If i understand you correctly, for each bottle type you want to:

  • find its points
  • check if it's accepted.

There are two ways of solving your problem:

  1. Fetch OrganisationBottleType queryset and match OrganisationBottleType objects to corresponding objects in BottleType in python with help of .prefetch_related() and Prefetch() object
  2. Annotate BottleType queryset with corresponding objects from OrganisationBottleType with help of .annotate() and Subquery()

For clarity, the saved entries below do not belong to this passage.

//! SBOM emission.
//!
//! Two canonical bill-of-materials shapes are emitted from lock + config:
//! one in the CycloneDX idiom, one in the SPDX idiom. Both are built as
//! plain JSON documents; one component/package per `(name, ref)` in the
//! lock, versioned by tag when known and commit hash otherwise.

use std::collections::BTreeSet;

use chrono::{SecondsFormat, Utc};
use graft_types::{LockDetails, VendorConfig, VendorLock};
use serde_json::{Value, json};

use crate::hash::sha256_hex;
use crate::license::owner_repo;
use crate::scanner::package_url;

/// Supported SBOM output shapes.
#[derive(Debug, Clone, Copy, PartialEq, Eq)]
pub enum SbomFormat {
    CycloneDx,
    Spdx,
}

impl std::str::FromStr for SbomFormat {
    type Err = String;

    fn from_str(s: &str) -> Result<Self, Self::Err> {
        match s.to_ascii_lowercase().as_str() {
            "cyclonedx" => Ok(SbomFormat::CycloneDx),
            "spdx" => Ok(SbomFormat::Spdx),
            other => Err(format!("unknown sbom format {other:?}")),
        }
    }
}

/// Emit an SBOM in the requested shape.
pub fn emit(format: SbomFormat, config: &VendorConfig, lock: &VendorLock) -> Value {
    match format {
        SbomFormat::CycloneDx => emit_cyclonedx(config, lock),
        SbomFormat::Spdx => emit_spdx(config, lock),
    }
}

fn short_hash(details: &LockDetails) -> &str {
    &details.commit_hash[..12.min(details.commit_hash.len())]
}

fn version_of(details: &LockDetails) -> String {
    details
        .source_version_tag
        .clone()
        .unwrap_or_else(|| details.commit_hash.clone())
}

fn vendor_url<'a>(config: &'a VendorConfig, name: &str) -> Option<&'a str> {
    config.vendor(name).map(|v| v.url.as_str())
}

/// Time-based URN serial derived from the emission instant.
fn serial_number() -> String {
    let stamp = Utc::now().to_rfc3339_opts(SecondsFormat::Nanos, true);
    let digest = sha256_hex(stamp.as_bytes());
    format!(
        "urn:uuid:{}-{}-{}-{}-{}",
        &digest[0..8],
        &digest[8..12],
        &digest[12..16],
        &digest[16..20],
        &digest[20..32]
    )
}

/// Shape A: bill-of-materials in the CycloneDX idiom.
pub fn emit_cyclonedx(config: &VendorConfig, lock: &VendorLock) -> Value {
    let components: Vec<Value> = lock
        .vendors
        .iter()
        .map(|details| {
            let url = vendor_url(config, &details.name);
            let version = version_of(details);
            let purl = package_url(&details.name, url.unwrap_or(""), &version);

            let hashes: Vec<Value> = details
                .file_hashes
                .values()
                .map(|h| json!({ "alg": "SHA-256", "content": h }))
                .collect();

            let mut component = json!({
                "type": "library",
                "name": details.name,
                "version": version,
                "purl": purl,
                "bom-ref": format!("{}@{}", details.name, short_hash(details)),
                "hashes": hashes,
            });

            if let Some(spdx) = &details.license_spdx {
                component["licenses"] = json!([{ "license": { "id": spdx } }]);
            }
            if let Some(url) = url {
                component["externalReferences"] = json!([{ "type": "vcs", "url": url }]);
                if let Some((owner, _)) = owner_repo(url) {
                    component["supplier"] = json!({ "name": owner });
                }
            }
            component
        })
        .collect();

    json!({
        "bomFormat": "CycloneDX",
        "specVersion": "1.5",
        "serialNumber": serial_number(),
        "version": 1,
        "metadata": {
            "timestamp": Utc::now().to_rfc3339_opts(SecondsFormat::Secs, true),
            "tools": [{
                "vendor": "graft",
                "name": "graft",
                "version": env!("CARGO_PKG_VERSION"),
            }],
        },
        "components": components,
    })
}

/// Collapse to `[A-Za-z0-9.-]`, the SPDX id alphabet.
fn sanitize_spdx_id(name: &str) -> String {
    name.chars()
        .map(|c| {
            if c.is_ascii_alphanumeric() || matches!(c, '.' | '-') {
                c
            } else {
                '-'
            }
        })
        .collect()
}

/// Shape B: bill-of-materials in the SPDX idiom.
pub fn emit_spdx(config: &VendorConfig, lock: &VendorLock) -> Value {
    let created = Utc::now().to_rfc3339_opts(SecondsFormat::Secs, true);

    let mut used_ids = BTreeSet::new();
    let mut packages = Vec::new();
    let mut relationships = Vec::new();

    for details in &lock.vendors {
        let url = vendor_url(config, &details.name);
        let version = version_of(details);
        let purl = package_url(&details.name, url.unwrap_or(""), &version);

        let mut spdx_id = format!(
            "SPDXRef-Package-{}-{}",
            sanitize_spdx_id(&details.name),
            short_hash(details)
        );
        // Same name and commit across refs still needs a unique id.
        let mut attempt = 1;
        while !used_ids.insert(spdx_id.clone()) {
            attempt += 1;
            spdx_id = format!(
                "SPDXRef-Package-{}-{}-{attempt}",
                sanitize_spdx_id(&details.name),
                short_hash(details)
            );
        }

        let checksums: Vec<Value> = details
            .file_hashes
            .values()
            .map(|h| json!({ "algorithm": "SHA256", "checksumValue": h }))
            .collect();

        let supplier = url
            .and_then(owner_repo)
            .map(|(owner, _)| format!("Organization: {owner}"))
            .unwrap_or_else(|| "NOASSERTION".to_string());

        packages.push(json!({
            "SPDXID": spdx_id,
            "name": details.name,
            "versionInfo": version,
            "licenseDeclared": details
                .license_spdx
                .clone()
                .unwrap_or_else(|| "NOASSERTION".to_string()),
            "downloadLocation": url
                .map(str::to_string)
                .unwrap_or_else(|| "NOASSERTION".to_string()),
            "supplier": supplier,
            "checksums": checksums,
            "externalRefs": [{
                "referenceCategory": "PACKAGE-MANAGER",
                "referenceType": "purl",
                "referenceLocator": purl,
            }],
        }));

        relationships.push(json!({
            "spdxElementId": "SPDXRef-DOCUMENT",
            "relationshipType": "DESCRIBES",
            "relatedSpdxElement": spdx_id,
        }));
    }

    json!({
        "spdxVersion": "SPDX-2.3",
        "dataLicense": "CC0-1.0",
        "SPDXID": "SPDXRef-DOCUMENT",
        "name": "graft-vendored-sources",
        "documentNamespace": format!(
            "https://graft.dev/sbom/{}",
            sha256_hex(created.as_bytes())
        ),
        "creationInfo": {
            "created": created,
            "creators": [format!("Tool: graft-{}", env!("CARGO_PKG_VERSION"))],
        },
        "packages": packages,
        "relationships": relationships,
    })
}

#[cfg(test)]
mod tests {
    use std::collections::BTreeMap;

    use chrono::Utc;
    use graft_types::SCHEMA_VERSION;

    use super::*;

    fn lock_entry(name: &str, commit: &str, tag: Option<&str>) -> LockDetails {
        let mut file_hashes = BTreeMap::new();
        file_hashes.insert(format!("lib/{name}/a.rs"), "ab".repeat(32));
        file_hashes.insert(format!("lib/{name}/b.rs"), "cd".repeat(32));
        LockDetails {
            name: name.to_string(),
            ref_: "main".to_string(),
            commit_hash: commit.to_string(),
            updated: Utc::now(),
            file_hashes,
            positions: vec![],
            license_path: None,
            license_spdx: Some("MIT".to_string()),
            source_version_tag: tag.map(str::to_string),
            vendored_at: Utc::now(),
            vendored_by: "tester".to_string(),
            last_synced_at: Utc::now(),
            source: None,
            source_file_hashes: None,
            accepted_drift: None,
        }
    }

    fn fixture() -> (VendorConfig, VendorLock) {
        let config = VendorConfig {
            vendors: vec![graft_types::VendorSpec {
                name: "utils".to_string(),
                url: "https://github.com/acme/utils".to_string(),
                specs: vec![graft_types::BranchSpec {
                    ref_: "main".to_string(),
                    default_target: None,
                    mapping: vec![graft_types::PathMapping {
                        from: "src".to_string(),
                        to: "lib/utils".to_string(),
                    }],
                }],
                ..Default::default()
            }],
        };
        let lock = VendorLock {
            schema_version: SCHEMA_VERSION.to_string(),
            vendors: vec![
                lock_entry("utils", &"a".repeat(40), Some("v1.2.3")),
                lock_entry("codec", &"b".repeat(40), None),
            ],
        };
        (config, lock)
    }

    #[test]
    fn cyclonedx_has_tool_and_components() {
        let (config, lock) = fixture();
        let bom = emit_cyclonedx(&config, &lock);

        assert_eq!(bom["bomFormat"], "CycloneDX");
        assert!(
            bom["serialNumber"]
                .as_str()
                .expect("serial")
                .starts_with("urn:uuid:")
        );
        assert_eq!(bom["metadata"]["tools"][0]["name"], "graft");

        let components = bom["components"].as_array().expect("components");
        assert_eq!(components.len(), 2);

        let utils = &components[0];
        assert_eq!(utils["name"], "utils");
        // Tag wins over commit hash for the version.
        assert_eq!(utils["version"], "v1.2.3");
        assert_eq!(utils["bom-ref"], format!("utils@{}", "a".repeat(12)));
        assert_eq!(utils["purl"], "pkg:github/acme/utils@v1.2.3");
        assert_eq!(utils["licenses"][0]["license"]["id"], "MIT");
        assert_eq!(utils["externalReferences"][0]["type"], "vcs");
        assert_eq!(utils["supplier"]["name"], "acme");
        assert_eq!(utils["hashes"].as_array().expect("hashes").len(), 2);
        assert_eq!(utils["hashes"][0]["alg"], "SHA-256");

        // No config entry: version falls back to the commit hash.
        let codec = &components[1];
        assert_eq!(codec["version"], "b".repeat(40));
    }

    #[test]
    fn spdx_describes_every_package() {
        let (config, lock) = fixture();
        let doc = emit_spdx(&config, &lock);

        assert_eq!(doc["spdxVersion"], "SPDX-2.3");
        assert_eq!(doc["dataLicense"], "CC0-1.0");
        assert_eq!(doc["SPDXID"], "SPDXRef-DOCUMENT");

        let packages = doc["packages"].as_array().expect("packages");
        let relationships = doc["relationships"].as_array().expect("relationships");
        assert_eq!(packages.len(), relationships.len());

        for (pkg, rel) in packages.iter().zip(relationships) {
            assert_eq!(rel["relationshipType"], "DESCRIBES");
            assert_eq!(rel["spdxElementId"], "SPDXRef-DOCUMENT");
            assert_eq!(rel["relatedSpdxElement"], pkg["SPDXID"]);
        }
    }

    #[test]
    fn spdx_ids_are_unique_and_sanitized() {
        let config = VendorConfig::default();
        let lock = VendorLock {
            schema_version: SCHEMA_VERSION.to_string(),
            vendors: vec![
                lock_entry("my_lib!", &"c".repeat(40), None),
                lock_entry("my_lib!", &"c".repeat(40), None),
            ],
        };
        let doc = emit_spdx(&config, &lock);
        let ids: Vec<&str> = doc["packages"]
            .as_array()
            .expect("packages")
            .iter()
            .map(|p| p["SPDXID"].as_str().expect("id"))
            .collect();

        assert_eq!(ids.len(), 2);
        assert_ne!(ids[0], ids[1], "duplicate ids must be disambiguated");
        for id in ids {
            assert!(id.starts_with("SPDXRef-Package-my-lib--"));
            assert!(id.chars().all(|c| c.is_ascii_alphanumeric() || matches!(c, '.' | '-')));
        }
    }

    #[test]
    fn spdx_noassertion_for_unknown_fields() {
        let config = VendorConfig::default();
        let mut entry = lock_entry("mystery", &"d".repeat(40), None);
        entry.license_spdx = None;
        let lock = VendorLock {
            schema_version: SCHEMA_VERSION.to_string(),
            vendors: vec![entry],
        };

        let doc = emit_spdx(&config, &lock);
        let pkg = &doc["packages"][0];
        assert_eq!(pkg["licenseDeclared"], "NOASSERTION");
        assert_eq!(pkg["downloadLocation"], "NOASSERTION");
        assert_eq!(pkg["supplier"], "NOASSERTION");
        assert_eq!(
            pkg["externalRefs"][0]["referenceLocator"],
            format!("pkg:generic/mystery@{}", "d".repeat(40))
        );
    }

    #[test]
    fn format_parses_from_str() {
        assert_eq!("cyclonedx".parse::<SbomFormat>(), Ok(SbomFormat::CycloneDx));
        assert_eq!("SPDX".parse::<SbomFormat>(), Ok(SbomFormat::Spdx));
        assert!("csv".parse::<SbomFormat>().is_err());
    }
}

Both options are described below:

1. Use .prefetch_related with Prefetch object

Given:

  • queryset - BottleType queryset
  • organisation_id - id of needed organisation

Solution:

queryset = queryset.prefetch_related(
    Prefetch(
        'organisation_bottle_types', 
        queryset= OrganisationBottleType.objects.filter(organisation_id=organisation_id)
    )
)

After that you can retrieve desirable data in a such way:

for bottle_type in queryset:
    if bottle_type.organisation_bottle_types.all():
        related_object = bottle_type.organisation_bottle_types.all()[0]
        is_accepted = related_object.is_accepted
        points = related_object.points
    else:
        is_accepted = False
        points = None

2. Use SubQuery

Given:

  • queryset - BottleType queryset
  • organisation_id - id of needed organisation

Solution:

 organisation_bottle_types = OrganisationBottleType.objects.filter(organisation_id=organisation_id, bottle_type=OuterRef('id'))
queryset = queryset.annotate(
    is_accepted=Subquery(organisation_bottle_types.values('is_accepted')[:1])
).annotate(
    points=Subquery(organisation_bottle_types.values('points')[:1], output_field=BooleanField())
)

After you can do:

for bottle_type in queryset:
    is_accepted = bottle_type.is_accepted
    points = bottle_type.points

Resume:

Personally, i'd go with second options, because it would do all matching logic at database level, rather than at code level.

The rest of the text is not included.